ASSIGNED TASK:
Taking the listing below line by line, tally those that contain the string "path". Give the total alone.

┌──

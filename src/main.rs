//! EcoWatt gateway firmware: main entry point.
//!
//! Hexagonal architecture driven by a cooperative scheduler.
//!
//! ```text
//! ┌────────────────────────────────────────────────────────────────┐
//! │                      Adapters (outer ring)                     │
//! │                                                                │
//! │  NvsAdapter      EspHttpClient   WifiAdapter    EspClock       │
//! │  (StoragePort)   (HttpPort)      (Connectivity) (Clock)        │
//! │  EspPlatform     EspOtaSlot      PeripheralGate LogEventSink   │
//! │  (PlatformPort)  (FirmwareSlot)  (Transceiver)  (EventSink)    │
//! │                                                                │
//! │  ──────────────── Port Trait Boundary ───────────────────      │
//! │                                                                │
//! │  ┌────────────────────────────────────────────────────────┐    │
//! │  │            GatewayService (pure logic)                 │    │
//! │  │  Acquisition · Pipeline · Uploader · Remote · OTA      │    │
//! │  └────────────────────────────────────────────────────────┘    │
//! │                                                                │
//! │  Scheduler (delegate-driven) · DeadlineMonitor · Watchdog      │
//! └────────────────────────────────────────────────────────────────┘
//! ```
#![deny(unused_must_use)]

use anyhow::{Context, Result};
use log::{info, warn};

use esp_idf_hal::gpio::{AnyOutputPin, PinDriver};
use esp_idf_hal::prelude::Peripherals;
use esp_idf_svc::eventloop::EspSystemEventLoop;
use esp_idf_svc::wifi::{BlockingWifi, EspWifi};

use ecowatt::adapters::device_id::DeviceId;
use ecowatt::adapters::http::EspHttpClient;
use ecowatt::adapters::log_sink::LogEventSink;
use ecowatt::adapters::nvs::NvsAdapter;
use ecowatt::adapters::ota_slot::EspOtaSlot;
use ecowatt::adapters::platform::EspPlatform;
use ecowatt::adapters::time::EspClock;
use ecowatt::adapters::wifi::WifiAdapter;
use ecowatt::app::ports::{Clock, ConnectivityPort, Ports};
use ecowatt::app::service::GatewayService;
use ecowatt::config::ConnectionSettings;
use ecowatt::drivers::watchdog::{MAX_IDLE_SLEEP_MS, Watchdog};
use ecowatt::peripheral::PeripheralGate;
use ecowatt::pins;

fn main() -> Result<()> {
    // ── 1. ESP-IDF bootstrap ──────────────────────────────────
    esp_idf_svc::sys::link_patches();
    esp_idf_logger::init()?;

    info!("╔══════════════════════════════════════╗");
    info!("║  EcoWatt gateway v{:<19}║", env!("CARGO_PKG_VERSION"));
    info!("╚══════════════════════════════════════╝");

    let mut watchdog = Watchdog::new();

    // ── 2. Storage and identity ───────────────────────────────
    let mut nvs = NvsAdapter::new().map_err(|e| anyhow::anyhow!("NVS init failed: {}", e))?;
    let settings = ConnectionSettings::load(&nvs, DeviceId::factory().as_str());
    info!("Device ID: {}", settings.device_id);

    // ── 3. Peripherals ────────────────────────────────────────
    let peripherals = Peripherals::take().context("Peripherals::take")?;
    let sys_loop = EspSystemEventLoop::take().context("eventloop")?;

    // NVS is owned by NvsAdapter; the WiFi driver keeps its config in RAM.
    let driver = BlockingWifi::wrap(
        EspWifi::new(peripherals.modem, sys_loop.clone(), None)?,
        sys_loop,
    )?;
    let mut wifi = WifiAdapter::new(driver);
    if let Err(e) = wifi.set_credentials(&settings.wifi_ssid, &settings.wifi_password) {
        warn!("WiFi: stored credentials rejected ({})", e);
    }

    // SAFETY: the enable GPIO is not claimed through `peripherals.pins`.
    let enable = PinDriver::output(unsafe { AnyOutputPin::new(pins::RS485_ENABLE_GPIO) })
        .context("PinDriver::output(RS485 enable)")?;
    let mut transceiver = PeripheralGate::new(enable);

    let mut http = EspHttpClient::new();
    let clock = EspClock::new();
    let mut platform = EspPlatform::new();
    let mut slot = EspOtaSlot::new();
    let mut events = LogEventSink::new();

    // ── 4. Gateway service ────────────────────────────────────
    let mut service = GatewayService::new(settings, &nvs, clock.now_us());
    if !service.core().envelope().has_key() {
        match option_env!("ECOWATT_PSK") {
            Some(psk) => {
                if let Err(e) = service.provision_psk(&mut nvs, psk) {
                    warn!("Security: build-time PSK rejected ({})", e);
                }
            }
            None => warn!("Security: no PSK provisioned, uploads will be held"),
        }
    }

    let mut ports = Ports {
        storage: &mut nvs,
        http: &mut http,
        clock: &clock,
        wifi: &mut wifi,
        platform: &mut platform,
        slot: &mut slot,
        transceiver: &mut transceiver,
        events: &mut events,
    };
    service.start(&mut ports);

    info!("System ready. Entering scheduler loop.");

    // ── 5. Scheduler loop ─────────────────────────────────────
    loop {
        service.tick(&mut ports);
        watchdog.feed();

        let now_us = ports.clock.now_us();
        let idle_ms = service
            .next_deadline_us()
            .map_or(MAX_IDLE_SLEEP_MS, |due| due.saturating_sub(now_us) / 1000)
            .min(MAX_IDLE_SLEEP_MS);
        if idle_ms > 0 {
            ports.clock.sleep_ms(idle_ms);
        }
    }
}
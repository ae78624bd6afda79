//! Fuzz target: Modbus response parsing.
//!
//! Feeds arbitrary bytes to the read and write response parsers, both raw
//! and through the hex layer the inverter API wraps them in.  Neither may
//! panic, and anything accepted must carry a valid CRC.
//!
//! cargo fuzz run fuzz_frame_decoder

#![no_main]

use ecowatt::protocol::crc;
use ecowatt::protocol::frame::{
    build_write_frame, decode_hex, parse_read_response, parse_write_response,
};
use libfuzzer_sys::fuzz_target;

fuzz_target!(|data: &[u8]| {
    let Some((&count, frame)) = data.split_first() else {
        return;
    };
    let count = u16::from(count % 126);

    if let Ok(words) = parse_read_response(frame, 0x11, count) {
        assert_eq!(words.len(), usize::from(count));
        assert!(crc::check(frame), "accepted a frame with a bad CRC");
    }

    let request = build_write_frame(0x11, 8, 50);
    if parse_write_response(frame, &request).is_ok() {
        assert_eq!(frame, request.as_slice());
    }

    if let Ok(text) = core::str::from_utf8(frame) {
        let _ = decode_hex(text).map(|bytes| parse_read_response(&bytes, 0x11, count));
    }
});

└──
┌──

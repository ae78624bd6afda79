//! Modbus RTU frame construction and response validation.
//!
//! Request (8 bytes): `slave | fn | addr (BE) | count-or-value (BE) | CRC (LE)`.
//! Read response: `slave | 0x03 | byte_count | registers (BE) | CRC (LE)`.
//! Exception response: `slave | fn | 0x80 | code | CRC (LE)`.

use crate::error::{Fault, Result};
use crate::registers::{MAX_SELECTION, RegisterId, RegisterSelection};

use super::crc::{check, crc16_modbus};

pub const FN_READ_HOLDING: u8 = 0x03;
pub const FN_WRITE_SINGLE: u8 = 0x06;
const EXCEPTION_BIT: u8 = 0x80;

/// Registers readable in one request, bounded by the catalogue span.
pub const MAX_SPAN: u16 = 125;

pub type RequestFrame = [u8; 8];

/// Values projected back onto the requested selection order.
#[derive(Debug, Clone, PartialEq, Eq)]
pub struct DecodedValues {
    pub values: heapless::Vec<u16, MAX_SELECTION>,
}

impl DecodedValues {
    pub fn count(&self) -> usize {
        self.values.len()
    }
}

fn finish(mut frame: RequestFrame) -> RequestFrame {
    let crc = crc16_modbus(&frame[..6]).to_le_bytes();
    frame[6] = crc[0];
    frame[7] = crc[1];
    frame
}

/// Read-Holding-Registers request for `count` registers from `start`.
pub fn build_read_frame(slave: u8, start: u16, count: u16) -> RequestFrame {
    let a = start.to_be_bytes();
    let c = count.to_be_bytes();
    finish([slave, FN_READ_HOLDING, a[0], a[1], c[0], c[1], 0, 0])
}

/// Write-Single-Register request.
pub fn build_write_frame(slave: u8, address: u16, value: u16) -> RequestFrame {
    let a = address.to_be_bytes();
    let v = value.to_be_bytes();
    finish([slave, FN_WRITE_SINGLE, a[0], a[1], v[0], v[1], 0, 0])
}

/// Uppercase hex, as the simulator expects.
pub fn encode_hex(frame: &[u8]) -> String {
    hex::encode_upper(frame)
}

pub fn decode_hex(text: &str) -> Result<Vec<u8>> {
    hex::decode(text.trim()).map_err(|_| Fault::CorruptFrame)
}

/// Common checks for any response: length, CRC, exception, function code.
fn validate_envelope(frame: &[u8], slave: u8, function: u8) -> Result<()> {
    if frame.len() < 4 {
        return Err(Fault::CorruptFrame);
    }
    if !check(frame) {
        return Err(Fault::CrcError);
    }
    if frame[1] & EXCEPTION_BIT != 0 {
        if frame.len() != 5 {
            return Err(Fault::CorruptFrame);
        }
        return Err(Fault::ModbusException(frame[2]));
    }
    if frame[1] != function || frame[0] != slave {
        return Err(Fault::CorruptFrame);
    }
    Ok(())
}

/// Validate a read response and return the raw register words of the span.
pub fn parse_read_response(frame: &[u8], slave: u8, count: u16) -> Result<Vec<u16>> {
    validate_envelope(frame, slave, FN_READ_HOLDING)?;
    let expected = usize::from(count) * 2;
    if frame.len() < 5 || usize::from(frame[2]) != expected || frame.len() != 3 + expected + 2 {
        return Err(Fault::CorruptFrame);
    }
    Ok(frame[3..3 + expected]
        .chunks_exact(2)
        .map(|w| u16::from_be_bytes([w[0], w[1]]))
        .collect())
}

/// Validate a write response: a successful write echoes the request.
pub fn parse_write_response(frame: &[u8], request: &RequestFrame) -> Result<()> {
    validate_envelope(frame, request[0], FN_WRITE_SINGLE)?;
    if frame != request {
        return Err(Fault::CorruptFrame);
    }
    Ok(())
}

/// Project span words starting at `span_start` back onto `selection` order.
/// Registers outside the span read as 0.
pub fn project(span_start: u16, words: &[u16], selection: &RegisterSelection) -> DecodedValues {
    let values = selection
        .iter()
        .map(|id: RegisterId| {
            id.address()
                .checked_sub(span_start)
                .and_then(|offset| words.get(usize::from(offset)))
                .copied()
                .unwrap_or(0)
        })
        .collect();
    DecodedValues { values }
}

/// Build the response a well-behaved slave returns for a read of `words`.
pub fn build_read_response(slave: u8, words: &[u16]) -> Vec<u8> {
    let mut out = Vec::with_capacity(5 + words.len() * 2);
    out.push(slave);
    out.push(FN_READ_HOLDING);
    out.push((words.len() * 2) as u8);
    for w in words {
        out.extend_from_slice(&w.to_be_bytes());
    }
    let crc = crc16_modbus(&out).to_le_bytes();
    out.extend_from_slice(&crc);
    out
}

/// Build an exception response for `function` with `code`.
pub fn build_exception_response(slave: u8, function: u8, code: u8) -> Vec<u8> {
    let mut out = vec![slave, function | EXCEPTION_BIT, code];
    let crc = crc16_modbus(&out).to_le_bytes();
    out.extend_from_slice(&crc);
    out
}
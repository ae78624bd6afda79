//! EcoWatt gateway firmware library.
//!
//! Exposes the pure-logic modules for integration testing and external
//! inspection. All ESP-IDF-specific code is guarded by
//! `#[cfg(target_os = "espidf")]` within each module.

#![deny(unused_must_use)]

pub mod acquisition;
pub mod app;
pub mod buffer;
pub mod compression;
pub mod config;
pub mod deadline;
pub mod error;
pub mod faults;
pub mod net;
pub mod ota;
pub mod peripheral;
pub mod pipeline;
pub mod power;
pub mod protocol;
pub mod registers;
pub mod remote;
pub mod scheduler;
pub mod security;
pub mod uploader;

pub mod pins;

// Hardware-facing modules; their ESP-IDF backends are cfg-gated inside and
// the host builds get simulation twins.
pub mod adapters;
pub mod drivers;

└──
┌──

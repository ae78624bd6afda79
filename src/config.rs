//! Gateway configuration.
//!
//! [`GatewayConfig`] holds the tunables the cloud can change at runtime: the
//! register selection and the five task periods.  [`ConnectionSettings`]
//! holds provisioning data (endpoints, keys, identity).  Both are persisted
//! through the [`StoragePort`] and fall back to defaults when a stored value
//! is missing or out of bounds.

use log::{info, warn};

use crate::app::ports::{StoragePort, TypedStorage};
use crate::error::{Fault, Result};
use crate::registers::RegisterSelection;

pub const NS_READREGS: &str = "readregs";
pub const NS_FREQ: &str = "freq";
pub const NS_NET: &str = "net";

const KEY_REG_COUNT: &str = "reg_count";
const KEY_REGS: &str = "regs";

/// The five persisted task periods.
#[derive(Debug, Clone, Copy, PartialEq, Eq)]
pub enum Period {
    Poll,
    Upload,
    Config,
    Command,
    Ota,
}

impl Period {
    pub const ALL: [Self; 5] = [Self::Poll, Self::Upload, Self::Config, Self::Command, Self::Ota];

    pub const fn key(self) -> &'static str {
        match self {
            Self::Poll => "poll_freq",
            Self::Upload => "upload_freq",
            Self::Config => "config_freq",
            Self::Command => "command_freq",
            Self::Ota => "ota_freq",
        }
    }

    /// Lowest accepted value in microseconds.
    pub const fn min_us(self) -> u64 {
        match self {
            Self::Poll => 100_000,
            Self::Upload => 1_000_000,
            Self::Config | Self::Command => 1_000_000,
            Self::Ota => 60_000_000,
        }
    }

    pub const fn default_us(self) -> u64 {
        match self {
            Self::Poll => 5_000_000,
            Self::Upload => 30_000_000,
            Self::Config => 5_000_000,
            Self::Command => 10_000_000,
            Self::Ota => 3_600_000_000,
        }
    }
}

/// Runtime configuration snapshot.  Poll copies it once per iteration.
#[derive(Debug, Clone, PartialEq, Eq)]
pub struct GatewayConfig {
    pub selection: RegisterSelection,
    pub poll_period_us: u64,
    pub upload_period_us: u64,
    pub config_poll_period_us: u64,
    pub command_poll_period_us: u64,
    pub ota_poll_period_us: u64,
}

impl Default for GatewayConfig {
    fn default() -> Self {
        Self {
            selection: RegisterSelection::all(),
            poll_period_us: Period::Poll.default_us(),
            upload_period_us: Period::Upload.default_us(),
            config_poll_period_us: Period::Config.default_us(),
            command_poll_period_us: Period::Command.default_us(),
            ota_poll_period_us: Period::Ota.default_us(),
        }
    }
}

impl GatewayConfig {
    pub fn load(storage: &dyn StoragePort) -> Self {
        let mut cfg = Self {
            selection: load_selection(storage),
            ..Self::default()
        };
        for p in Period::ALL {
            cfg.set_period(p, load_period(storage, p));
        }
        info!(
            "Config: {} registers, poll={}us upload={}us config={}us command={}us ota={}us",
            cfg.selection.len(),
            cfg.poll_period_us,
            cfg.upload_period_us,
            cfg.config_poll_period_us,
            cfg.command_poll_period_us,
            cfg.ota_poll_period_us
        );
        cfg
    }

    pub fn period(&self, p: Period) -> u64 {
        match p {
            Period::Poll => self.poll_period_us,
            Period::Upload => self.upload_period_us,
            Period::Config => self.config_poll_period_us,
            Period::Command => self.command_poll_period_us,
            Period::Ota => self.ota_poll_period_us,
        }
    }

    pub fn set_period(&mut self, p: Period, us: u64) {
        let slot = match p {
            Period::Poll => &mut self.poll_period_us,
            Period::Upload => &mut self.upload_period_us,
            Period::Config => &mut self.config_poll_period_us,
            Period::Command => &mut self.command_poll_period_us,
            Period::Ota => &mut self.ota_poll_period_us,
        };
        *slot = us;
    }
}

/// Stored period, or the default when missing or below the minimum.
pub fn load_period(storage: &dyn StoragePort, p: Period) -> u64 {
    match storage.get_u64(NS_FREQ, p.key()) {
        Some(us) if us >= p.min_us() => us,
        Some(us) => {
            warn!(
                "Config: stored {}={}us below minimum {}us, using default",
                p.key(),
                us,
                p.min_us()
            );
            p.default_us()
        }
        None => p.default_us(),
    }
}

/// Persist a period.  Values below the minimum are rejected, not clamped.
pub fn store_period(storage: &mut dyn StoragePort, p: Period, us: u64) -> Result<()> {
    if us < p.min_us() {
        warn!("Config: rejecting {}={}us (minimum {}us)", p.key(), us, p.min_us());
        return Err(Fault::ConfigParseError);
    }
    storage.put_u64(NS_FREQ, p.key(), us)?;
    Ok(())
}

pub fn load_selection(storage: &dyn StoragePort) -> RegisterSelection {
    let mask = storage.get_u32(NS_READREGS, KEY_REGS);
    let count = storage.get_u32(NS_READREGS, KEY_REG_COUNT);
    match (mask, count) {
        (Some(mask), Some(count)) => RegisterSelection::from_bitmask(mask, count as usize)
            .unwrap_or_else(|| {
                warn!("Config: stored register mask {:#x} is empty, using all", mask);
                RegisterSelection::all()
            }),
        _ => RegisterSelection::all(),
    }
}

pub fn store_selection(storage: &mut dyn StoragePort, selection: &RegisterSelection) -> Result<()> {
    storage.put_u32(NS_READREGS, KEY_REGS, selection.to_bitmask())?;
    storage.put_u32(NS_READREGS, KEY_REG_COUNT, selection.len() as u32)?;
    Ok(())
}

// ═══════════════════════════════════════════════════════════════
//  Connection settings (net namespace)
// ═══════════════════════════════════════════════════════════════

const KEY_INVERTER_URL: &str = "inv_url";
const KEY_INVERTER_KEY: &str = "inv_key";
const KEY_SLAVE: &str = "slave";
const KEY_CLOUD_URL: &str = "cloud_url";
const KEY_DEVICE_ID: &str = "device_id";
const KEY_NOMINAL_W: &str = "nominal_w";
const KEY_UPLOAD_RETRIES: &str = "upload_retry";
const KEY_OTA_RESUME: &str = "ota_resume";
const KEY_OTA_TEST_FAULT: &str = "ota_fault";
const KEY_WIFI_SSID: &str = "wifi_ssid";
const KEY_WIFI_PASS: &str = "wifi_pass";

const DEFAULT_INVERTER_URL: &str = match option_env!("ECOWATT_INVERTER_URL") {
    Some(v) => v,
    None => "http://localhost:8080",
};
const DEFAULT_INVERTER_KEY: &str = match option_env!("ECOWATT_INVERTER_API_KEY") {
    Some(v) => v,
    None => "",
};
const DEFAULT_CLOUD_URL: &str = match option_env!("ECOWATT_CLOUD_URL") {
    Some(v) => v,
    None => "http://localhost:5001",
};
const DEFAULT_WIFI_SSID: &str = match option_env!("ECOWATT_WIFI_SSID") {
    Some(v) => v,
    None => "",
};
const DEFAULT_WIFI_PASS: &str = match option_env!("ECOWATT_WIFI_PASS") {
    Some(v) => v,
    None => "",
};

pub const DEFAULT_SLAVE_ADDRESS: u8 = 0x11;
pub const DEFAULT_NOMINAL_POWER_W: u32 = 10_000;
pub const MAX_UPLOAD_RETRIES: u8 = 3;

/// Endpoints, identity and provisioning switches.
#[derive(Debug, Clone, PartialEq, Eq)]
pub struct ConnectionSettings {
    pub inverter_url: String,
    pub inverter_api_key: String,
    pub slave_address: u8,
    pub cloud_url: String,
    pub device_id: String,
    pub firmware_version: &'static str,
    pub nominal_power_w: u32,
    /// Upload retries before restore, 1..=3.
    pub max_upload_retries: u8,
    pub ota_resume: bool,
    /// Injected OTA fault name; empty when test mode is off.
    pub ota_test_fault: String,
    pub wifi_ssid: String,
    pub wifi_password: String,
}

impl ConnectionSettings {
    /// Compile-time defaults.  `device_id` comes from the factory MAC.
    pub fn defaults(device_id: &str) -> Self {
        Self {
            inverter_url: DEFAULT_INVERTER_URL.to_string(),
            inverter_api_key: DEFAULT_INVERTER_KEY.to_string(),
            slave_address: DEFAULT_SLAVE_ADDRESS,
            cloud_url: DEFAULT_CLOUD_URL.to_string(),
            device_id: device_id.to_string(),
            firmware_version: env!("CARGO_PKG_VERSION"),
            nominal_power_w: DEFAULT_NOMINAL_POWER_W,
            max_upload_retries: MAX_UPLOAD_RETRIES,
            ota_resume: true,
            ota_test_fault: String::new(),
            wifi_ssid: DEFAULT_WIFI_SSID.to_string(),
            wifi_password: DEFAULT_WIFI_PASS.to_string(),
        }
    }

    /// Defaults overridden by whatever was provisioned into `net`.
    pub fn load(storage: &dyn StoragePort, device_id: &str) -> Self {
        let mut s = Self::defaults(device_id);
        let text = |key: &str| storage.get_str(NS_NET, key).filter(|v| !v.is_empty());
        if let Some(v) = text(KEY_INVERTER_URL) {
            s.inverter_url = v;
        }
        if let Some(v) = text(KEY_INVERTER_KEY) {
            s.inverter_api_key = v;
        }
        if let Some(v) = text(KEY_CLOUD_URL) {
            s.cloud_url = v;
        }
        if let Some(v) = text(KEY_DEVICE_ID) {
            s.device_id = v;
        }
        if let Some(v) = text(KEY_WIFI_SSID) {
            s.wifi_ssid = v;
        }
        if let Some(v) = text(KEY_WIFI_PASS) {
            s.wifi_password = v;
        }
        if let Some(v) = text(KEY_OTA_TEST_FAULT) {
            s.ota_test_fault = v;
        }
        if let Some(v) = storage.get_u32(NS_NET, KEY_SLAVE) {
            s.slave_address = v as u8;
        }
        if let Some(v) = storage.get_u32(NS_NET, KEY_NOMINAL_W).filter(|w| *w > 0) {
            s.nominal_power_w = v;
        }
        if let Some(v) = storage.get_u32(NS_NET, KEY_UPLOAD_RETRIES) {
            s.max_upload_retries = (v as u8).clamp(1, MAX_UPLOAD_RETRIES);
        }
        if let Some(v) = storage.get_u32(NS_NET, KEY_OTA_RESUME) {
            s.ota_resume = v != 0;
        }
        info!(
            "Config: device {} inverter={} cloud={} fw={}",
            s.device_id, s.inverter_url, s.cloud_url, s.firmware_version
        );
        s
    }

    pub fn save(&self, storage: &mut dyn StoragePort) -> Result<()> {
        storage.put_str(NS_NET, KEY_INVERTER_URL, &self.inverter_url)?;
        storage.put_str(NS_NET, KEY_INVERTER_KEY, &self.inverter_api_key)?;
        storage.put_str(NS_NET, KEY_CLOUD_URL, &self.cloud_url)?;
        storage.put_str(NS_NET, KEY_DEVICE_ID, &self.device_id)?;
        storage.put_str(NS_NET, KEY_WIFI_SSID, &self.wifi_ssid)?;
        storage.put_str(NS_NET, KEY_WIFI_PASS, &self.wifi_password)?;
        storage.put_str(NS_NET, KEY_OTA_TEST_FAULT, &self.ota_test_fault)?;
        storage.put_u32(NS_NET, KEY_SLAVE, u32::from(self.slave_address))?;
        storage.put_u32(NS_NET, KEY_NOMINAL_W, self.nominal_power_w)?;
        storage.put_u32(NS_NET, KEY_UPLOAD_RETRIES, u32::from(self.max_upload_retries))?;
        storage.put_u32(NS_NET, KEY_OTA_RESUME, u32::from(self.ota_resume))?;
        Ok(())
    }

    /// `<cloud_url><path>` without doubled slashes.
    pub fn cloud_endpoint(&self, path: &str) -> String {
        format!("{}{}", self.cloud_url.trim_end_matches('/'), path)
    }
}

└──

ANSWER SPACE:
3